Abstract

Transcellular Cl- movement across acinar cells is the rate-limiting step for salivary gland fluid secretion. Basolateral Nkcc1 Na+-K+-2Cl(-) cotransporters play a critical role in fluid secretion by promoting the intracellular accumulation of Cl- above its equilibrium potential. However, salivation is only partially abolished in the absence of Nkcc1 cotransporter activity, suggesting that another Cl- uptake pathway concentrates Cl- ions in acinar cells. To identify alternative molecular mechanisms, we studied mice lacking Ae2 and Ae4 Cl-/HCO3- exchangers. We found that salivation stimulated by muscarinic and beta-adrenergic receptor agonists was normal in the submandibular glands of Ae2(-/-) mice.
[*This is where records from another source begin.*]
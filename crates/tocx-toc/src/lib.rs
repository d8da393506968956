//! Table of contents synthesis and rendering.
//!
//! Turns the flat, ordered heading list of a document into a nested forest
//! and renders that forest as embeddable list markup.
//!
//! # Architecture
//!
//! - [`Heading`]: one heading in document order (text and level)
//! - [`synthesize`]: rebuilds parent/child nesting from heading levels
//! - [`render_toc`]: emits the `toc-wrapper` fragment for a forest
//!
//! # Example
//!
//! ```
//! use tocx_toc::{Heading, render_toc, synthesize};
//!
//! let headings = vec![
//!     Heading::new("Intro", 1),
//!     Heading::new("Background", 2),
//!     Heading::new("Method", 1),
//! ];
//! let forest = synthesize(&headings);
//! assert_eq!(forest.len(), 2);
//!
//! let fragment = render_toc(&forest);
//! assert!(fragment.as_str().contains("<h2>Background</h2>"));
//! ```

mod heading;
mod render;
mod synthesize;

pub use heading::{Heading, HeadingNode, Preorder, count_nodes, escape_html};
pub use render::{RenderedFragment, render_toc};
pub use synthesize::synthesize;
In contrast, saliva secretion was reduced by 35% in Ae4(-/-) mice. The decrease in salivation was not related to loss of Na+-K+-2Cl(-) cotransporter or Na+/H+ exchanger activity in Ae4(-/-) mice but correlated with reduced Cl- uptake during beta-adrenergic receptor activation of cAMP signaling. Direct measurements of Cl-/HCO3- exchanger activity revealed that HCO3--dependent Cl- uptake was reduced in the acinar cells of Ae2(-/-) and Ae4(-/-) mice. Moreover, Cl-/HCO3- exchanger activity was nearly abolished in double Ae4/Ae2 knock-out mice, suggesting that most of the Cl-/HCO3- exchanger activity in submandibular acinar cells depends on Ae2 and Ae4 expression. In conclusion, both Ae2 and Ae4 anion exchangers are functionally expressed in submandibular acinar cells; however, only Ae4 expression appears to be important for cAMP-dependent regulation of fluid secretion.